- Material for this exercise

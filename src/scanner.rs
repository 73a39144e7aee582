use crate::error::{AuditError, Result};
use crate::types::{FileRecord, ScanSnapshot};
use chrono::{DateTime, Local};
use log::{debug, info, warn};
use std::fs;
use std::io::ErrorKind;
use std::path::Path;
use walkdir::{DirEntry, WalkDir};

/// Walks `root` recursively and records every regular file below it.
///
/// The root must be an existing directory. Entries that cannot be read are
/// logged, counted in `skipped_entries` and left out. Symlinks are not
/// followed.
pub fn scan_directory(root: &Path) -> Result<ScanSnapshot> {
    let metadata = match fs::metadata(root) {
        Ok(m) => m,
        Err(e) if e.kind() == ErrorKind::NotFound => {
            return Err(AuditError::RootNotFound(root.to_path_buf()));
        }
        Err(source) => {
            return Err(AuditError::Io {
                path: root.to_path_buf(),
                source,
            });
        }
    };
    if !metadata.is_dir() {
        return Err(AuditError::NotADirectory(root.to_path_buf()));
    }

    let io_err = |source| AuditError::Io {
        path: root.to_path_buf(),
        source,
    };
    let root = fs::canonicalize(root).map_err(io_err)?;
    // An unreadable root is fatal, unlike unreadable entries below it.
    fs::read_dir(&root).map_err(io_err)?;

    info!("Scanning folder: {}", root.display());

    let mut snapshot = ScanSnapshot {
        root: root.to_string_lossy().into_owned(),
        ..ScanSnapshot::default()
    };

    for entry in WalkDir::new(&root).min_depth(1) {
        collect_entry(&mut snapshot, &root, entry);
    }

    snapshot.subfolders.sort();

    info!(
        "Completed scanning {} files ({} skipped)",
        snapshot.files.len(),
        snapshot.skipped_entries
    );
    Ok(snapshot)
}

/// Adds one walk result to the snapshot, counting it as skipped when it
/// cannot be read.
fn collect_entry(snapshot: &mut ScanSnapshot, root: &Path, entry: walkdir::Result<DirEntry>) {
    let entry = match entry {
        Ok(e) => e,
        Err(e) => {
            warn!("Skipping entry: {e}");
            snapshot.skipped_entries += 1;
            return;
        }
    };

    let file_type = entry.file_type();
    if file_type.is_dir() {
        if entry.depth() == 1 {
            snapshot
                .subfolders
                .push(entry.file_name().to_string_lossy().into_owned());
        }
        return;
    }
    if !file_type.is_file() {
        return;
    }

    match file_record(root, &entry) {
        Ok(record) => {
            snapshot.files.push(record);
            if snapshot.files.len() % 500 == 0 {
                debug!("  processed {} files", snapshot.files.len());
            }
        }
        Err(e) => {
            warn!("Skipping {}: {e}", entry.path().display());
            snapshot.skipped_entries += 1;
        }
    }
}

fn file_record(root: &Path, entry: &DirEntry) -> std::io::Result<FileRecord> {
    let metadata = entry.metadata()?;
    let modified: DateTime<Local> = metadata.modified()?.into();
    let path = entry.path();

    let extension = path
        .extension()
        .map(|ext| ext.to_string_lossy().to_lowercase())
        .unwrap_or_default();

    let parent_folder = path
        .parent()
        .and_then(|parent| parent.strip_prefix(root).ok())
        .map(|relative| {
            relative
                .components()
                .map(|c| c.as_os_str().to_string_lossy())
                .collect::<Vec<_>>()
                .join("/")
        })
        .unwrap_or_default();

    Ok(FileRecord {
        name: entry.file_name().to_string_lossy().into_owned(),
        path: path.to_string_lossy().into_owned(),
        size_bytes: metadata.len(),
        modified_at: modified,
        extension,
        parent_folder,
    })
}
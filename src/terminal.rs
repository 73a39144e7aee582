use crate::config::ReportConfig;
use crate::markdown::TITLE;
use crate::sections::{self, Markup, Section};
use crate::stats::Analysis;
use colored::Colorize;
use comfy_table::Table;

/// Console preview of the review with coloured headings and UTF-8 tables.
#[must_use]
pub fn render(analysis: &Analysis, config: &ReportConfig) -> String {
    let mut out = String::new();

    out.push_str(&format!("{}\n", format!("=== {TITLE} ===").cyan()));
    out.push_str(&format!("Folder: {}\n", analysis.root));

    out.push_str(&format!("\n{}\n", "=== Summary ===".cyan()));
    for (label, value) in sections::summary_lines(analysis) {
        out.push_str(&format!("{:<20} {}\n", format!("{label}:"), value.green()));
    }
    if analysis.summary.is_empty() {
        out.push_str(&format!("{}\n", "No files found.".yellow()));
    }

    for section in sections::build(analysis, config, Markup::Plain) {
        out.push_str(&render_section(&section));
    }

    out
}

fn render_section(section: &Section) -> String {
    let mut out = format!("\n{}\n", format!("=== {} ===", section.title).cyan());

    if section.rows.is_empty() {
        out.push_str(&format!("{}.\n", section.empty_message));
        return out;
    }
    if let Some(note) = &section.note {
        out.push_str(&format!("{}\n", note.yellow()));
    }

    let mut table = Table::new();
    table.load_preset(comfy_table::presets::UTF8_HORIZONTAL_ONLY);
    table.set_header(section.header.clone());
    for row in &section.rows {
        table.add_row(row.clone());
    }
    out.push_str(&format!("{table}\n"));
    out
}

#[cfg(test)]
mod tests {
    use super::*;
    use crate::stats::analyze;
    use crate::stats::tests::{local, record};
    use crate::types::ScanSnapshot;

    fn plain(analysis: &Analysis) -> String {
        colored::control::set_override(false);
        render(analysis, &ReportConfig::default())
    }

    #[test]
    fn test_terminal_empty() {
        let analysis = analyze(&ScanSnapshot::default(), &ReportConfig::default(), local(2024, 6, 20));
        let out = plain(&analysis);
        assert!(out.contains("=== Summary ==="));
        assert!(out.contains("No files found."));
        assert!(out.contains("No subfolders found."));
    }

    #[test]
    fn test_terminal_lists_files_without_action_links() {
        let snapshot = ScanSnapshot {
            root: "/dl".to_string(),
            files: vec![record("Docs", "thesis.pdf", 2048, local(2024, 6, 18))],
            subfolders: vec!["Docs".to_string()],
            skipped_entries: 1,
        };
        let config = ReportConfig {
            include_action_links: true,
            ..ReportConfig::default()
        };
        let out = render(&analyze(&snapshot, &config, local(2024, 6, 20)), &config);
        assert!(out.contains("thesis.pdf"));
        assert!(out.contains("Skipped entries"));
        assert!(!out.contains("://"));
    }
}
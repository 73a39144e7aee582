use crate::config::ReportConfig;
use crate::sections::{self, Markup, Section};
use crate::stats::Analysis;
use comfy_table::Table;

pub const TITLE: &str = "Downloads Weekly Review";

/// Renders the review as a Markdown document with pipe tables.
#[must_use]
pub fn render(analysis: &Analysis, config: &ReportConfig) -> String {
    let mut md = String::new();

    md.push_str(&format!("# {TITLE}\n\n"));
    md.push_str(&format!("**Folder:** `{}`\n\n", analysis.root));

    md.push_str("## Summary\n\n");
    for (label, value) in sections::summary_lines(analysis) {
        md.push_str(&format!("- **{label}:** {value}\n"));
    }
    if analysis.summary.is_empty() {
        md.push_str("\n*No files found*\n");
    }
    md.push('\n');

    for section in sections::build(analysis, config, Markup::Markdown) {
        md.push_str(&render_section(&section));
    }

    md
}

fn render_section(section: &Section) -> String {
    let mut out = format!("## {}\n\n", section.title);

    if section.rows.is_empty() {
        out.push_str(&format!("*{}*\n\n", section.empty_message));
        return out;
    }

    if let Some(note) = &section.note {
        out.push_str(&format!("*{note}*\n\n"));
    }
    out.push_str(&pipe_table(&section.header, &section.rows));
    out.push_str("\n\n");
    out
}

fn pipe_table(header: &[&str], rows: &[Vec<String>]) -> String {
    let mut table = Table::new();
    table.load_preset(comfy_table::presets::ASCII_MARKDOWN);
    table.set_header(header.to_vec());
    for row in rows {
        table.add_row(row.clone());
    }
    table.to_string()
}

#[cfg(test)]
mod tests {
    use super::*;
    use crate::stats::analyze;
    use crate::stats::tests::{local, record};
    use crate::types::{FileRecord, ScanSnapshot};

    fn render_files(files: Vec<FileRecord>, subfolders: &[&str], config: &ReportConfig) -> String {
        let snapshot = ScanSnapshot {
            root: "/dl".to_string(),
            files,
            subfolders: subfolders.iter().map(|s| s.to_string()).collect(),
            skipped_entries: 0,
        };
        render(&analyze(&snapshot, config, local(2024, 6, 20)), config)
    }

    #[test]
    fn test_empty_report() {
        let md = render_files(vec![], &[], &ReportConfig::default());
        assert!(md.starts_with("# Downloads Weekly Review\n"));
        assert!(md.contains("- **Total files:** 0\n"));
        assert!(md.contains("*No files found*"));
        assert!(md.contains("*No recently modified files*"));
        assert!(md.contains("*No subfolders found*"));
        assert!(!md.contains("NaN"));
        assert!(!md.contains("Average file size"));
    }

    #[test]
    fn test_headings_present_in_order() {
        let files = vec![
            record("", "a.txt", 10, local(2024, 6, 19)),
            record("Docs", "b.pdf", 20, local(2021, 1, 1)),
        ];
        let md = render_files(files, &["Docs"], &ReportConfig::default());

        let headings = [
            "## Summary",
            "## Top 15 Largest Files",
            "## Files from Last 7 Days",
            "## 15 Oldest Files",
            "## Subfolder Analysis",
            "## File Type Breakdown",
            "## Files by Year",
        ];
        let positions: Vec<usize> = headings
            .iter()
            .map(|h| md.find(h).unwrap_or_else(|| panic!("missing {h}")))
            .collect();
        assert!(positions.windows(2).all(|w| w[0] < w[1]));

        assert!(md.contains("- **Total files:** 2"));
        assert!(md.contains("- **Total size:** 30 B"));
        assert!(md.contains("- **Average file size:** 15 B"));
        assert!(md.contains("*1 files modified in the last 7 days*"));
    }

    #[test]
    fn test_tables_are_pipe_tables() {
        let files = vec![record("", "report.pdf", 1536, local(2024, 6, 1))];
        let md = render_files(files, &[], &ReportConfig::default());

        let table_lines: Vec<&str> = md.lines().filter(|l| l.starts_with('|')).collect();
        assert!(table_lines.iter().any(|l| l.contains("File") && l.contains("Modified")));
        assert!(table_lines.iter().any(|l| l.starts_with("|--")));
        assert!(
            table_lines
                .iter()
                .any(|l| l.contains("report.pdf") && l.contains("1.5 KiB") && l.contains("2024-06-01 12:00"))
        );
    }

    #[test]
    fn test_pipes_in_names_are_escaped() {
        let files = vec![record("", "a|b.txt", 1, local(2024, 6, 1))];
        let md = render_files(files, &[], &ReportConfig::default());
        assert!(md.contains("a\\|b.txt"));
    }

    #[test]
    fn test_action_links_when_enabled() {
        let config = ReportConfig {
            include_action_links: true,
            ..ReportConfig::default()
        };
        let files = vec![record("A", "my file.zip", 1, local(2024, 6, 1))];
        let md = render_files(files, &["A", "B"], &config);
        assert!(md.contains("[🗑️](downloads-review://delete?path=/dl/A/my%20file.zip)"));
        assert!(md.contains("[🗑️](downloads-review://delete?path=/dl/B)"));

        let plain = render_files(vec![record("A", "x.zip", 1, local(2024, 6, 1))], &["A"], &ReportConfig::default());
        assert!(!plain.contains("downloads-review://"));
    }

    #[test]
    fn test_subfolder_rows() {
        let mb = 1024 * 1024;
        let files = vec![
            record("A", "1.bin", 4 * mb, local(2024, 5, 1)),
            record("A", "2.bin", 4 * mb, local(2024, 5, 2)),
            record("A/inner", "3.bin", 2 * mb, local(2024, 5, 3)),
        ];
        let md = render_files(files, &["B", "A"], &ReportConfig::default());

        let a_row = md.lines().find(|l| l.starts_with("| A ")).unwrap();
        assert!(a_row.contains("| 3 "));
        assert!(a_row.contains("10 MiB"));
        assert!(a_row.contains("2024-05-03 12:00"));

        let b_row = md.lines().find(|l| l.starts_with("| B ")).unwrap();
        assert!(b_row.contains("| 0 "));
        assert!(b_row.contains("0 B"));
        assert!(b_row.contains("| - "));
        assert!(md.find("| A ").unwrap() < md.find("| B ").unwrap());
    }

    #[test]
    fn test_custom_window_and_top_n_in_headings() {
        let config = ReportConfig {
            top_n: 5,
            recent_window_days: 30,
            ..ReportConfig::default()
        };
        let md = render_files(vec![], &[], &config);
        assert!(md.contains("## Top 5 Largest Files"));
        assert!(md.contains("## Files from Last 30 Days"));
        assert!(md.contains("## 5 Oldest Files"));
    }
}
use std::path::PathBuf;
use thiserror::Error;

#[derive(Debug, Error)]
pub enum AuditError {
    #[error("Folder not found: {}", .0.display())]
    RootNotFound(PathBuf),

    #[error("Path is not a directory: {}", .0.display())]
    NotADirectory(PathBuf),

    #[error("Failed to read '{}': {source}", path.display())]
    Io {
        path: PathBuf,
        #[source]
        source: std::io::Error,
    },

    #[error("CSV error: {0}")]
    Csv(#[from] csv::Error),

    #[error("Failed to write report to '{}': {source}", path.display())]
    Output {
        path: PathBuf,
        #[source]
        source: std::io::Error,
    },

    #[error("No Downloads folder could be determined; pass --folder")]
    NoDefaultFolder,
}

pub type Result<T> = std::result::Result<T, AuditError>;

- Work task
Reproduce exactly the lines that run from the start of the records to the line with "use std::path::Path;", both included.

- Task solution
filename src/scanner.rs
repository 73a39144e7aee582
use crate::error::{AuditError, Result};
use crate::types::{FileRecord, ScanSnapshot};
use chrono::{DateTime, Local};
use log::{debug, info, warn};
use std::fs;
use std::io::ErrorKind;
use std::path::Path;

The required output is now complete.